40

416 25 3
                                    

Jego oczy spoczęły na jej ustach. Pocałował je delikatnie i czekał na jej reakcje, co powie, czy będzie chciała z nim to zrobić... Jej głowa przepełniona była najgorszymi myślami, a co jeśli chce ją tylko wykorzystać, a co jeśli jej nie kocha. Gdyby jej nie kochał nie uciekliby z przed ołtarza, gdyby jej nie kochał nie siedziałby z nią w szpitalu cały tydzień. Kaja oplotła swoje dłonie wokół jego szyi i pocałowała namiętnie. Kuba podniósł ją lekko do góry bo rozpiąć stanik. Gdy zrzucił go z niej nie mógł napatrzeć się na jej ciało. Leżała i wpatrywała się jego wyraz twarz. Był zamyślony i jakby... zafascynowany.

- Jesteś przepiękna.

Powiedział ciężko i ucałował ją między piersiami.
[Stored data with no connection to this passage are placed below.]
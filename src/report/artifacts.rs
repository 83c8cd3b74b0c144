//! CSV artifact writers
//!
//! Every derived table is written exactly once, as a standalone delimited
//! file in the output directory. Nothing here is read back in-process.

use std::path::Path;

use anyhow::{Context, Result};
use polars::prelude::*;

use crate::pipeline::{
    CorrelationMatrix, SkewnessTable, StatsTable, TransformExploration, VifEntry,
};

/// Write a frame as CSV.
pub fn save_dataframe(df: &mut DataFrame, path: &Path) -> Result<()> {
    let mut file = std::fs::File::create(path)
        .with_context(|| format!("Failed to create output file: {}", path.display()))?;
    CsvWriter::new(&mut file)
        .finish(df)
        .with_context(|| format!("Failed to write CSV file: {}", path.display()))?;
    Ok(())
}

/// Write the stats table, one row per column of the cleaned dataset.
pub fn write_stats(stats: &StatsTable, path: &Path) -> Result<()> {
    let names: Vec<String> = stats.rows.iter().map(|r| r.name.clone()).collect();
    let counts: Vec<u64> = stats.rows.iter().map(|r| r.count as u64).collect();

    let mut df = DataFrame::new(vec![
        Column::new("column".into(), names),
        Column::new("count".into(), counts),
        Column::new("mean".into(), option_f64(stats, |r| r.mean)),
        Column::new("std".into(), option_f64(stats, |r| r.std)),
        Column::new("min".into(), option_f64(stats, |r| r.min)),
        Column::new("25%".into(), option_f64(stats, |r| r.q25)),
        Column::new("50%".into(), option_f64(stats, |r| r.q50)),
        Column::new("75%".into(), option_f64(stats, |r| r.q75)),
        Column::new("max".into(), option_f64(stats, |r| r.max)),
        Column::new(
            "unique".into(),
            stats
                .rows
                .iter()
                .map(|r| r.unique.map(|u| u as u64))
                .collect::<Vec<_>>(),
        ),
        Column::new(
            "top".into(),
            stats.rows.iter().map(|r| r.top.clone()).collect::<Vec<_>>(),
        ),
        Column::new(
            "freq".into(),
            stats
                .rows
                .iter()
                .map(|r| r.freq.map(|f| f as u64))
                .collect::<Vec<_>>(),
        ),
    ])?;

    save_dataframe(&mut df, path)
}

fn option_f64(
    stats: &StatsTable,
    extract: impl Fn(&crate::pipeline::ColumnSummary) -> Option<f64>,
) -> Vec<Option<f64>> {
    stats.rows.iter().map(extract).collect()
}

/// Write the unmasked correlation matrix (the authoritative artifact; the
/// masked view only exists for rendering).
pub fn write_correlation(matrix: &CorrelationMatrix, path: &Path) -> Result<()> {
    let mut columns = Vec::with_capacity(matrix.len() + 1);
    columns.push(Column::new(
        "variable".into(),
        matrix.columns().to_vec(),
    ));
    for (j, name) in matrix.columns().iter().enumerate() {
        let values: Vec<f64> = (0..matrix.len()).map(|i| matrix.get(i, j)).collect();
        columns.push(Column::new(name.as_str().into(), values));
    }

    let mut df = DataFrame::new(columns)?;
    save_dataframe(&mut df, path)
}

/// Write the VIF table (the intercept used by the regression never appears).
pub fn write_vif(entries: &[VifEntry], path: &Path) -> Result<()> {
    let variables: Vec<String> = entries.iter().map(|e| e.variable.clone()).collect();
    let vifs: Vec<f64> = entries.iter().map(|e| e.vif).collect();

    let mut df = DataFrame::new(vec![
        Column::new("Variable".into(), variables),
        Column::new("VIF".into(), vifs),
    ])?;
    save_dataframe(&mut df, path)
}

/// Write the raw skewness table.
pub fn write_skewness(table: &SkewnessTable, path: &Path) -> Result<()> {
    let variables: Vec<String> = table.rows.iter().map(|r| r.variable.clone()).collect();
    let skews: Vec<f64> = table.rows.iter().map(|r| r.skewness).collect();

    let mut df = DataFrame::new(vec![
        Column::new("Variable".into(), variables),
        Column::new("Skewness".into(), skews),
    ])?;
    save_dataframe(&mut df, path)
}

/// Write the transformed-skewness table (raw column included).
pub fn write_transformed_skewness(
    exploration: &TransformExploration,
    path: &Path,
) -> Result<()> {
    let variables: Vec<String> = exploration
        .rows
        .iter()
        .map(|r| r.variable.clone())
        .collect();

    let mut df = DataFrame::new(vec![
        Column::new("Variable".into(), variables),
        Column::new(
            "Skewness".into(),
            exploration.rows.iter().map(|r| r.raw).collect::<Vec<_>>(),
        ),
        Column::new(
            "Log".into(),
            exploration.rows.iter().map(|r| r.log).collect::<Vec<_>>(),
        ),
        Column::new(
            "Sqrt".into(),
            exploration.rows.iter().map(|r| r.sqrt).collect::<Vec<_>>(),
        ),
        Column::new(
            "YeoJohnson".into(),
            exploration
                .rows
                .iter()
                .map(|r| r.yeo_johnson)
                .collect::<Vec<_>>(),
        ),
        Column::new(
            "QuantileTransf".into(),
            exploration
                .rows
                .iter()
                .map(|r| r.quantile)
                .collect::<Vec<_>>(),
        ),
    ])?;
    save_dataframe(&mut df, path)
}
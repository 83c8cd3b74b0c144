//! Run-summary JSON export

use std::path::Path;

use anyhow::{Context, Result};
use chrono::Utc;
use serde::Serialize;

use crate::pipeline::{SkewnessEntry, VifEntry};

/// Metadata about the pipeline run.
#[derive(Debug, Serialize)]
pub struct RunMetadata {
    /// Timestamp of the run (ISO 8601)
    pub timestamp: String,
    /// Scour version
    pub scour_version: String,
    /// Input file path
    pub input_file: String,
    /// Whether transformation exploration was requested
    pub transformation: bool,
    /// Transform method requested, if any
    #[serde(skip_serializing_if = "Option::is_none")]
    pub method: Option<String>,
}

impl RunMetadata {
    pub fn new(input_file: &Path, transformation: bool, method: Option<&str>) -> Self {
        Self {
            timestamp: Utc::now().to_rfc3339(),
            scour_version: env!("CARGO_PKG_VERSION").to_string(),
            input_file: input_file.display().to_string(),
            transformation,
            method: method.map(|m| m.to_string()),
        }
    }
}

/// Row counts before and after each destructive stage.
#[derive(Debug, Serialize)]
pub struct CleaningCounts {
    pub rows_loaded: usize,
    pub null_cells_removed: usize,
    pub duplicate_rows_removed: usize,
    pub rows_after_cleaning: usize,
    pub outlier_rows_removed: usize,
    pub rows_after_outlier_filter: usize,
}

/// Complete run summary written to `analysis_summary.json`.
#[derive(Debug, Serialize)]
pub struct RunSummaryExport {
    pub metadata: RunMetadata,
    pub cleaning: CleaningCounts,
    pub vif: Vec<VifEntry>,
    pub skewness: Vec<SkewnessEntry>,
    /// Transform with the smallest median absolute skewness, when the
    /// exploration ran. A ranking signal, not a selection.
    #[serde(skip_serializing_if = "Option::is_none")]
    pub best_transform: Option<String>,
}

/// Write the run summary as pretty-printed JSON.
pub fn export_run_summary(export: &RunSummaryExport, path: &Path) -> Result<()> {
    let json = serde_json::to_string_pretty(export)
        .context("Failed to serialize the run summary")?;
    std::fs::write(path, json)
        .with_context(|| format!("Failed to write run summary: {}", path.display()))?;
    Ok(())
}
//! Pipeline module - the ordered cleaning and exploration stages

pub mod clean;
pub mod columns;
pub mod correlation;
pub mod error;
pub mod loader;
pub mod outliers;
pub mod skewness;
pub mod stats;
pub mod transforms;
pub mod vif;

pub use clean::*;
pub use columns::*;
pub use correlation::*;
pub use error::PipelineError;
pub use loader::*;
pub use outliers::*;
pub use skewness::*;
pub use stats::*;
pub use transforms::*;
pub use vif::*;
//! Shared test utilities and fixture generators

use polars::prelude::*;
use std::path::PathBuf;
use tempfile::TempDir;

/// Create the canonical end-to-end fixture: 10 rows, two numeric columns
/// and one label column, containing
/// - one row with a missing value in `b` (row 8),
/// - one exact duplicate of row 0 (row 9),
/// - one extreme outlier in `a` (row 7, value 1000).
///
/// Cleaning drops 2 rows (null + duplicate); outlier filtering drops 1 more.
#[allow(dead_code)]
pub fn create_pipeline_test_dataframe() -> DataFrame {
    df! {
        "a" => [Some(1i64), Some(2), Some(3), Some(4), Some(5), Some(6), Some(7), Some(1000), Some(9), Some(1)],
        "b" => [Some(10i64), Some(20), Some(30), Some(40), Some(50), Some(60), Some(70), Some(80), None, Some(10)],
        "label" => ["x0", "x1", "x2", "x3", "x4", "x5", "x6", "x7", "x8", "x0"],
    }
    .unwrap()
}

/// Create a small all-numeric frame with known correlation structure:
/// `b` is exactly `2 * a`, `c` is exactly `-a`, `d` is uncorrelated noise.
#[allow(dead_code)]
pub fn create_correlation_test_dataframe() -> DataFrame {
    df! {
        "a" => [1.0f64, 2.0, 3.0, 4.0, 5.0, 6.0, 7.0, 8.0, 9.0, 10.0],
        "b" => [2.0f64, 4.0, 6.0, 8.0, 10.0, 12.0, 14.0, 16.0, 18.0, 20.0],
        "c" => [-1.0f64, -2.0, -3.0, -4.0, -5.0, -6.0, -7.0, -8.0, -9.0, -10.0],
        "d" => [5.0f64, 1.0, 8.0, 2.0, 9.0, 3.0, 7.0, 4.0, 6.0, 0.0],
    }
    .unwrap()
}

/// Create a temporary directory holding `df` written as CSV.
#[allow(dead_code)]
pub fn create_temp_csv(df: &mut DataFrame) -> (TempDir, PathBuf) {
    let temp_dir = TempDir::new().unwrap();
    let csv_path = temp_dir.path().join("test_data.csv");

    let mut file = std::fs::File::create(&csv_path).unwrap();
    CsvWriter::new(&mut file).finish(df).unwrap();

    (temp_dir, csv_path)
}

/// Assert that a DataFrame has the expected shape.
#[allow(dead_code)]
pub fn assert_shape(df: &DataFrame, expected_rows: usize, expected_cols: usize) {
    let (rows, cols) = df.shape();
    assert_eq!(
        rows, expected_rows,
        "Row count mismatch: expected {}, got {}",
        expected_rows, rows
    );
    assert_eq!(
        cols, expected_cols,
        "Column count mismatch: expected {}, got {}",
        expected_cols, cols
    );
}
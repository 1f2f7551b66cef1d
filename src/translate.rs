//! Translation client.

use anyhow::{Context, Result};
use reqwest::Client;
use serde::{Deserialize, Serialize};
use tracing::{error, info};

use crate::config::TranslatorConfig;
use crate::error::PipelineError;

#[derive(Serialize, Debug)]
struct TranslateItem<'a> {
    #[serde(rename = "Text")]
    text: &'a str,
}

#[derive(Deserialize, Debug)]
struct TranslateResult {
    translations: Vec<Translation>,
}

#[derive(Deserialize, Debug)]
struct Translation {
    text: String,
}

pub struct TranslatorClient {
    client: Client,
    key: String,
    config: TranslatorConfig,
}

impl TranslatorClient {
    pub fn new(config: TranslatorConfig, key: String) -> Self {
        Self {
            client: Client::new(),
            key,
            config,
        }
    }

    fn url(&self, to: &str) -> String {
        format!(
            "{}/translate?api-version=3.0&to={}",
            self.config.endpoint.trim_end_matches('/'),
            to
        )
    }

    /// Translate into the configured target language
    pub async fn translate(&self, text: &str) -> Result<String> {
        self.translate_to(text, &self.config.target_language).await
    }

    pub async fn translate_to(&self, text: &str, to: &str) -> Result<String> {
        if text.is_empty() {
            return Err(PipelineError::Validation("missing text to translate".to_string()).into());
        }

        let response = self
            .client
            .post(self.url(to))
            .header("Ocp-Apim-Subscription-Key", &self.key)
            .header("Ocp-Apim-Subscription-Region", &self.config.region)
            .json(&[TranslateItem { text }])
            .send()
            .await?;

        if !response.status().is_success() {
            let error_text = response.text().await?;
            error!("Translation failed: {}", error_text);
            anyhow::bail!("translation failed: {}", error_text);
        }

        let results: Vec<TranslateResult> = response
            .json()
            .await
            .context("Unexpected translation response")?;
        let translated = first_translation(results)?;

        info!("Translated {} chars into '{}'", text.len(), to);
        Ok(translated)
    }
}

fn first_translation(results: Vec<TranslateResult>) -> Result<String> {
    results
        .into_iter()
        .next()
        .and_then(|r| r.translations.into_iter().next())
        .map(|t| t.text)
        .context("translation response had no translations")
}
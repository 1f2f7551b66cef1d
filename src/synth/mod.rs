//! Feature synthesis: raw telemetry batches to GeoJSON point features.

use chrono::{DateTime, SecondsFormat, Utc};
use serde_json::{json, Map, Value};
use tracing::{debug, warn};

use crate::error::{PipelineError, Result};
use crate::models::{Feature, FeatureCollection, Position, SensorVector, TelemetrySample};

/// Counts of samples kept and dropped during one synthesis run
#[derive(Debug, Clone, Copy, Default, PartialEq, Eq)]
pub struct SynthesisReport {
    pub kept: usize,
    pub dropped: usize,
}

/// Result of synthesizing one batch
#[derive(Debug, Clone, PartialEq)]
pub struct Synthesis {
    pub collection: FeatureCollection,
    pub report: SynthesisReport,
}

/// Parse a request body (JSON array of samples) into a batch
pub fn parse_batch(body: &[u8]) -> Result<Vec<TelemetrySample>> {
    if body.iter().all(u8::is_ascii_whitespace) {
        return Err(PipelineError::Validation(
            "request body must not be empty".to_string(),
        ));
    }

    serde_json::from_slice(body)
        .map_err(|e| PipelineError::Validation(format!("malformed telemetry batch: {}", e)))
}

/// Convert a batch of samples into point features.
///
/// Samples without a location are dropped. Output order follows input order. `now`
/// stands in for any missing sample timestamp.
pub fn synthesize(batch: &[TelemetrySample], now: DateTime<Utc>) -> Result<FeatureCollection> {
    synthesize_with_report(batch, now).map(|s| s.collection)
}

/// Same as [`synthesize`], also returning kept/dropped counts
pub fn synthesize_with_report(batch: &[TelemetrySample], now: DateTime<Utc>) -> Result<Synthesis> {
    if batch.is_empty() {
        return Err(PipelineError::Validation(
            "telemetry batch is empty".to_string(),
        ));
    }

    let mut report = SynthesisReport::default();
    let mut features = Vec::with_capacity(batch.len());

    for (i, sample) in batch.iter().enumerate() {
        if sample.device_id.is_empty() {
            return Err(PipelineError::Validation(format!(
                "sample {} has an empty deviceId",
                i
            )));
        }

        let Some(location) = sample.location else {
            warn!(
                "Skipping sample {} from device {}: no location data",
                i, sample.device_id
            );
            report.dropped += 1;
            continue;
        };

        let timestamp = sample.timestamp.unwrap_or(now);
        let mut properties = Map::new();
        properties.insert(
            "timestamp".to_string(),
            Value::String(timestamp.to_rfc3339_opts(SecondsFormat::AutoSi, true)),
        );
        properties.insert(
            "accelerometer".to_string(),
            vector_value(&sample.accelerometer),
        );
        properties.insert("gyroscope".to_string(), vector_value(&sample.gyroscope));
        properties.insert(
            "deviceId".to_string(),
            Value::String(sample.device_id.clone()),
        );

        features.push(Feature::point(
            Position::new(location.longitude, location.latitude, location.altitude),
            properties,
        ));
        report.kept += 1;
    }

    debug!(
        "Synthesized {} point features ({} samples dropped)",
        report.kept, report.dropped
    );

    Ok(Synthesis {
        collection: FeatureCollection::new(features),
        report,
    })
}

/// Blob name for a stored batch: `batch_<deviceId>_<yyyyMMdd_HHmmss>.geojson`
pub fn batch_blob_name(device_id: &str, now: DateTime<Utc>) -> String {
    format!("{}{}.geojson", batch_prefix(device_id), now.format("%Y%m%d_%H%M%S"))
}

/// Common prefix of every batch stored for a device
pub fn batch_prefix(device_id: &str) -> String {
    format!("batch_{}_", device_id)
}

fn vector_value(v: &SensorVector) -> Value {
    json!({ "x": widen(v.x), "y": widen(v.y), "z": widen(v.z) })
}

/// f32 -> f64 through the shortest decimal form, so 0.1f32 is written as 0.1
fn widen(v: f32) -> f64 {
    v.to_string().parse().unwrap_or(v as f64)
}
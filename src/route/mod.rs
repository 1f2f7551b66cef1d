//! Route synthesis from a cloud of timestamped point features.

use std::path::Path;

use chrono::{DateTime, Utc};
use geo::Point;
use serde::{Deserialize, Serialize};
use serde_json::{Map, Value};
use tracing::{debug, info, warn};

use crate::error::{PipelineError, Result};
use crate::guide::haversine_km;
use crate::models::{parse_timestamp, Feature, FeatureCollection, Position};

pub const PATH_DESCRIPTION: &str = "Ruta generada desde puntos ordenados por timestamp";
pub const START_DESCRIPTION: &str = "Inicio de la ruta";
pub const END_DESCRIPTION: &str = "Fin de la ruta";

const MIN_ROUTE_POINTS: usize = 2;

/// What to do with a point whose `timestamp` property cannot be parsed
#[derive(Debug, Clone, Copy, Default, PartialEq, Eq, Serialize, Deserialize)]
#[serde(rename_all = "lowercase")]
pub enum TimestampPolicy {
    /// Treat it as the earliest possible instant
    #[default]
    Permissive,
    /// Leave the point out of the route
    Strict,
}

/// Builds a start marker, path and end marker from point features
#[derive(Debug, Clone, Copy, Default)]
pub struct RouteBuilder {
    policy: TimestampPolicy,
}

impl RouteBuilder {
    pub fn new(policy: TimestampPolicy) -> Self {
        Self { policy }
    }

    /// Build a route collection: `[start marker, path, end marker]`
    pub fn build(&self, collection: &FeatureCollection) -> Result<FeatureCollection> {
        let mut points: Vec<(DateTime<Utc>, &Position)> = Vec::new();
        let mut unparsed = 0usize;

        for (feature, position) in collection.points() {
            match feature.property_str("timestamp").and_then(parse_timestamp) {
                Some(ts) => points.push((ts, position)),
                None => {
                    unparsed += 1;
                    if self.policy == TimestampPolicy::Permissive {
                        points.push((DateTime::<Utc>::MIN_UTC, position));
                    }
                }
            }
        }

        if unparsed > 0 {
            warn!(
                "{} points have a missing or unparseable timestamp (policy: {:?})",
                unparsed, self.policy
            );
        }

        if points.len() < MIN_ROUTE_POINTS {
            return Err(PipelineError::InsufficientData {
                found: points.len(),
            });
        }

        // Stable: points sharing a timestamp keep their collection order
        points.sort_by_key(|(ts, _)| *ts);

        let coordinates: Vec<Position> = points.iter().map(|(_, p)| (*p).clone()).collect();
        let first = coordinates[0].clone();
        let last = coordinates[coordinates.len() - 1].clone();

        debug!(
            "Route spans {} points, {:.3} km",
            coordinates.len(),
            path_length_km(&coordinates)
        );

        let features = vec![
            Feature::point(first, description(START_DESCRIPTION)),
            Feature::line_string(coordinates, description(PATH_DESCRIPTION)),
            Feature::point(last, description(END_DESCRIPTION)),
        ];

        info!("Built route from {} points", points.len());

        Ok(FeatureCollection::new(features))
    }
}

/// Build a route with the permissive timestamp policy
pub fn build_route(collection: &FeatureCollection) -> Result<FeatureCollection> {
    RouteBuilder::default().build(collection)
}

/// Name of the route derived from a source blob: `<stem>-ruta.geojson`
pub fn route_blob_name(source: &str) -> String {
    let stem = Path::new(source)
        .file_stem()
        .and_then(|s| s.to_str())
        .unwrap_or(source);
    format!("{}-ruta.geojson", stem)
}

/// Sum of haversine legs along a path, in kilometers
pub fn path_length_km(path: &[Position]) -> f64 {
    let points: Vec<Point<f64>> = path.iter().filter_map(Position::to_point).collect();
    points
        .windows(2)
        .map(|leg| haversine_km(leg[0], leg[1]))
        .sum()
}

fn description(text: &str) -> Map<String, Value> {
    let mut properties = Map::new();
    properties.insert("description".to_string(), Value::String(text.to_string()));
    properties
}

#[cfg(test)]
mod tests {
    use super::*;

    fn point(lon: f64, lat: f64, timestamp: Option<&str>) -> Feature {
        let mut properties = Map::new();
        if let Some(ts) = timestamp {
            properties.insert("timestamp".to_string(), Value::String(ts.to_string()));
        }
        Feature::point(Position::new(lon, lat, 0.0), properties)
    }

    fn path_of(route: &FeatureCollection) -> Vec<f64> {
        route.features[1]
            .as_line_string()
            .unwrap()
            .iter()
            .map(|p| p.lon().unwrap())
            .collect()
    }

    #[test]
    fn test_orders_by_timestamp() {
        let collection = FeatureCollection::new(vec![
            point(3.0, 0.0, Some("2024-05-01T10:00:03Z")),
            point(1.0, 0.0, Some("2024-05-01T10:00:01Z")),
            point(2.0, 0.0, Some("2024-05-01T10:00:02Z")),
        ]);

        let route = build_route(&collection).unwrap();
        assert_eq!(path_of(&route), vec![1.0, 2.0, 3.0]);
    }

    #[test]
    fn test_marker_layout() {
        let collection = FeatureCollection::new(vec![
            point(2.0, 20.0, Some("2024-05-01T10:00:02Z")),
            point(1.0, 10.0, Some("2024-05-01T10:00:01Z")),
        ]);

        let route = build_route(&collection).unwrap();
        assert_eq!(route.len(), 3);

        let start = &route.features[0];
        assert_eq!(start.as_point().unwrap().0, vec![1.0, 10.0, 0.0]);
        assert_eq!(start.property_str("description"), Some(START_DESCRIPTION));

        assert_eq!(
            route.features[1].property_str("description"),
            Some(PATH_DESCRIPTION)
        );

        let end = &route.features[2];
        assert_eq!(end.as_point().unwrap().0, vec![2.0, 20.0, 0.0]);
        assert_eq!(end.property_str("description"), Some(END_DESCRIPTION));
    }

    #[test]
    fn test_ties_keep_input_order() {
        let collection = FeatureCollection::new(vec![
            point(1.0, 0.0, Some("2024-05-01T10:00:00Z")),
            point(2.0, 0.0, Some("2024-05-01T10:00:00Z")),
            point(0.0, 0.0, Some("2024-05-01T09:00:00Z")),
        ]);

        let route = build_route(&collection).unwrap();
        assert_eq!(path_of(&route), vec![0.0, 1.0, 2.0]);
    }

    #[test]
    fn test_minimum_points() {
        let one = FeatureCollection::new(vec![point(1.0, 0.0, Some("2024-05-01T10:00:00Z"))]);
        assert!(matches!(
            build_route(&one),
            Err(PipelineError::InsufficientData { found: 1 })
        ));

        let two = FeatureCollection::new(vec![
            point(1.0, 0.0, Some("2024-05-01T10:00:00Z")),
            point(2.0, 0.0, Some("2024-05-01T10:00:01Z")),
        ]);
        assert!(build_route(&two).is_ok());
    }

    #[test]
    fn test_ignores_non_point_features() {
        let collection = FeatureCollection::new(vec![
            point(1.0, 0.0, Some("2024-05-01T10:00:00Z")),
            Feature::line_string(
                vec![Position::new(0.0, 0.0, 0.0), Position::new(1.0, 1.0, 0.0)],
                Map::new(),
            ),
        ]);
        assert!(matches!(
            build_route(&collection),
            Err(PipelineError::InsufficientData { found: 1 })
        ));
    }

    #[test]
    fn test_permissive_policy_puts_bad_timestamps_first() {
        let collection = FeatureCollection::new(vec![
            point(1.0, 0.0, Some("2024-05-01T10:00:00Z")),
            point(9.0, 0.0, Some("yesterday")),
            point(2.0, 0.0, Some("2024-05-01T10:00:01Z")),
            point(8.0, 0.0, None),
        ]);

        let route = build_route(&collection).unwrap();
        assert_eq!(path_of(&route), vec![9.0, 8.0, 1.0, 2.0]);
    }

    #[test]
    fn test_strict_policy_drops_bad_timestamps() {
        let collection = FeatureCollection::new(vec![
            point(1.0, 0.0, Some("2024-05-01T10:00:00Z")),
            point(9.0, 0.0, Some("yesterday")),
            point(2.0, 0.0, Some("2024-05-01T10:00:01Z")),
        ]);

        let route = RouteBuilder::new(TimestampPolicy::Strict)
            .build(&collection)
            .unwrap();
        assert_eq!(path_of(&route), vec![1.0, 2.0]);

        let sparse = FeatureCollection::new(vec![
            point(1.0, 0.0, Some("2024-05-01T10:00:00Z")),
            point(9.0, 0.0, Some("yesterday")),
        ]);
        assert!(matches!(
            RouteBuilder::new(TimestampPolicy::Strict).build(&sparse),
            Err(PipelineError::InsufficientData { found: 1 })
        ));
    }

    #[test]
    fn test_input_is_untouched_and_output_idempotent() {
        let collection = FeatureCollection::new(vec![
            point(2.0, 0.0, Some("2024-05-01T10:00:02Z")),
            point(1.0, 0.0, Some("2024-05-01T10:00:01Z")),
        ]);
        let before = collection.clone();

        let a = build_route(&collection).unwrap().to_pretty_json().unwrap();
        let b = build_route(&collection).unwrap().to_pretty_json().unwrap();
        assert_eq!(a, b);
        assert_eq!(collection, before);
    }

    #[test]
    fn test_route_blob_name() {
        assert_eq!(
            route_blob_name("batch_dev_20240501_103000.geojson"),
            "batch_dev_20240501_103000-ruta.geojson"
        );
        assert_eq!(route_blob_name("walk"), "walk-ruta.geojson");
    }

    #[test]
    fn test_path_length() {
        let path = vec![
            Position::new(0.0, 0.0, 0.0),
            Position::new(1.0, 0.0, 0.0),
            Position::new(2.0, 0.0, 0.0),
        ];
        let km = path_length_km(&path);
        assert!((km - 222.39).abs() < 0.5);
    }
}
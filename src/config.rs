//! TOML configuration shared by the server and the CLI.
//!
//! Every section is optional; secrets are read from the environment, not from the file.

use anyhow::{Context, Result};
use serde::Deserialize;
use std::fs;
use std::path::{Path, PathBuf};

use crate::guide::DEFAULT_THRESHOLD_KM;
use crate::route::TimestampPolicy;

#[derive(Debug, Deserialize, Clone, Default)]
#[serde(default)]
pub struct Config {
    pub storage: StorageConfig,
    pub guidance: GuidanceConfig,
    pub route: RouteConfig,
    pub speech: SpeechConfig,
    pub translator: TranslatorConfig,
    pub directions: DirectionsConfig,
}

#[derive(Debug, Deserialize, Clone)]
#[serde(default)]
pub struct StorageConfig {
    /// Directory holding one subdirectory per container
    pub root: PathBuf,
    pub telemetry_container: String,
    pub custom_route_container: String,
    /// Blobs named with this prefix live in the custom route container
    pub custom_route_prefix: String,
}

impl Default for StorageConfig {
    fn default() -> Self {
        Self {
            root: PathBuf::from("data"),
            telemetry_container: "telemetry-data".to_string(),
            custom_route_container: "geojsonfiles".to_string(),
            custom_route_prefix: "customroute_".to_string(),
        }
    }
}

impl StorageConfig {
    /// Container a guidance blob is read from
    pub fn container_for(&self, blob_name: &str) -> &str {
        if blob_name.starts_with(&self.custom_route_prefix) {
            &self.custom_route_container
        } else {
            &self.telemetry_container
        }
    }
}

#[derive(Debug, Deserialize, Clone)]
#[serde(default)]
pub struct GuidanceConfig {
    pub threshold_km: f64,
}

impl Default for GuidanceConfig {
    fn default() -> Self {
        Self {
            threshold_km: DEFAULT_THRESHOLD_KM,
        }
    }
}

#[derive(Debug, Deserialize, Clone, Default)]
#[serde(default)]
pub struct RouteConfig {
    pub timestamp_policy: TimestampPolicy,
}

#[derive(Debug, Deserialize, Clone)]
#[serde(default)]
pub struct SpeechConfig {
    pub region: String,
    pub voice: String,
    pub language: String,
    pub gender: String,
    pub output_format: String,
}

impl Default for SpeechConfig {
    fn default() -> Self {
        Self {
            region: "eastus".to_string(),
            voice: "es-ES-AlvaroNeural".to_string(),
            language: "es-ES".to_string(),
            gender: "Male".to_string(),
            output_format: "audio-16khz-32kbitrate-mono-mp3".to_string(),
        }
    }
}

#[derive(Debug, Deserialize, Clone)]
#[serde(default)]
pub struct TranslatorConfig {
    pub endpoint: String,
    pub region: String,
    pub target_language: String,
}

impl Default for TranslatorConfig {
    fn default() -> Self {
        Self {
            endpoint: "https://api.cognitive.microsofttranslator.com".to_string(),
            region: "eastus".to_string(),
            target_language: "en".to_string(),
        }
    }
}

#[derive(Debug, Deserialize, Clone)]
#[serde(default)]
pub struct DirectionsConfig {
    pub endpoint: String,
}

impl Default for DirectionsConfig {
    fn default() -> Self {
        Self {
            endpoint: "https://atlas.microsoft.com/route/directions/json".to_string(),
        }
    }
}

impl Config {
    pub fn load_from_file<P: AsRef<Path>>(path: P) -> Result<Self> {
        let content = fs::read_to_string(path).context("Failed to read config file")?;
        let config: Config = toml::from_str(&content).context("Failed to parse config file")?;
        Ok(config)
    }

    /// Load from `path` if given, otherwise use defaults
    pub fn load_or_default(path: Option<&Path>) -> Result<Self> {
        match path {
            Some(p) => Self::load_from_file(p),
            None => Ok(Self::default()),
        }
    }
}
Kolejne pocałunki składane były na każdym centymetrze jej ciała. Gdy doszedł do zapięcia spodni z wysokim stanem, rozpiął je sprawnie i ściągnął szybko. Czuła się jak prostytutka. Znała go tak krótko a już skończyli w łóżku i właśnie za chwilę ma z nim stracić dziewictwo. Co by pomyślała Julka a Filip? Czemu ona znowu o nich myśli? Czemu ona zawsze do nich wraca? Czemu jej myśli zapętlają się wokół tej dwójki, dwójki która przez tyle lat ją raniła a ona tego nie widziała. Wzięła głęboki oddech i pozbyła się go z jękiem gdy Kuba włożył swoje dwa palce w jej kobiecość. Jej jęk stał się dłuższy i głośniejszy gdy Kuba zaczął sprawnie ruszać palcami. Ucałował jej usta delikatnie a nagle, tak w jeden sekundzie, agresywnie. Chciał nią zawładnąć... zrobił to. Poddała mu się tak łatwo i tak naiwnie, ale co ona miała zrobić? Robi to swój pierwszy raz w małym domku za miastem, którego tak na prawdę w ogóle nie zna i tak łatwo się poddała. Zaufała Kubie jak nigdy nikomu, zaufała jak jej starej miłości lecz ona skończyła się niewiarygodnie szybko... a myślała, że będzie trwać wiecznie. No cóż myliła się i miała prawo, byleby ta nie skończyła się równie szybko. Oby. W tych przemyśleniach nie zauważyła nawet, że Kuba już zakładał prezerwatywę. Oczywiście jęczała i wiła się pod naciskiem jego ciała i sposobu w jaki sprawiał jej przyjemność, ale nie była chwilowo obecna, połowicznie. Ostatnio było to dla niej częste.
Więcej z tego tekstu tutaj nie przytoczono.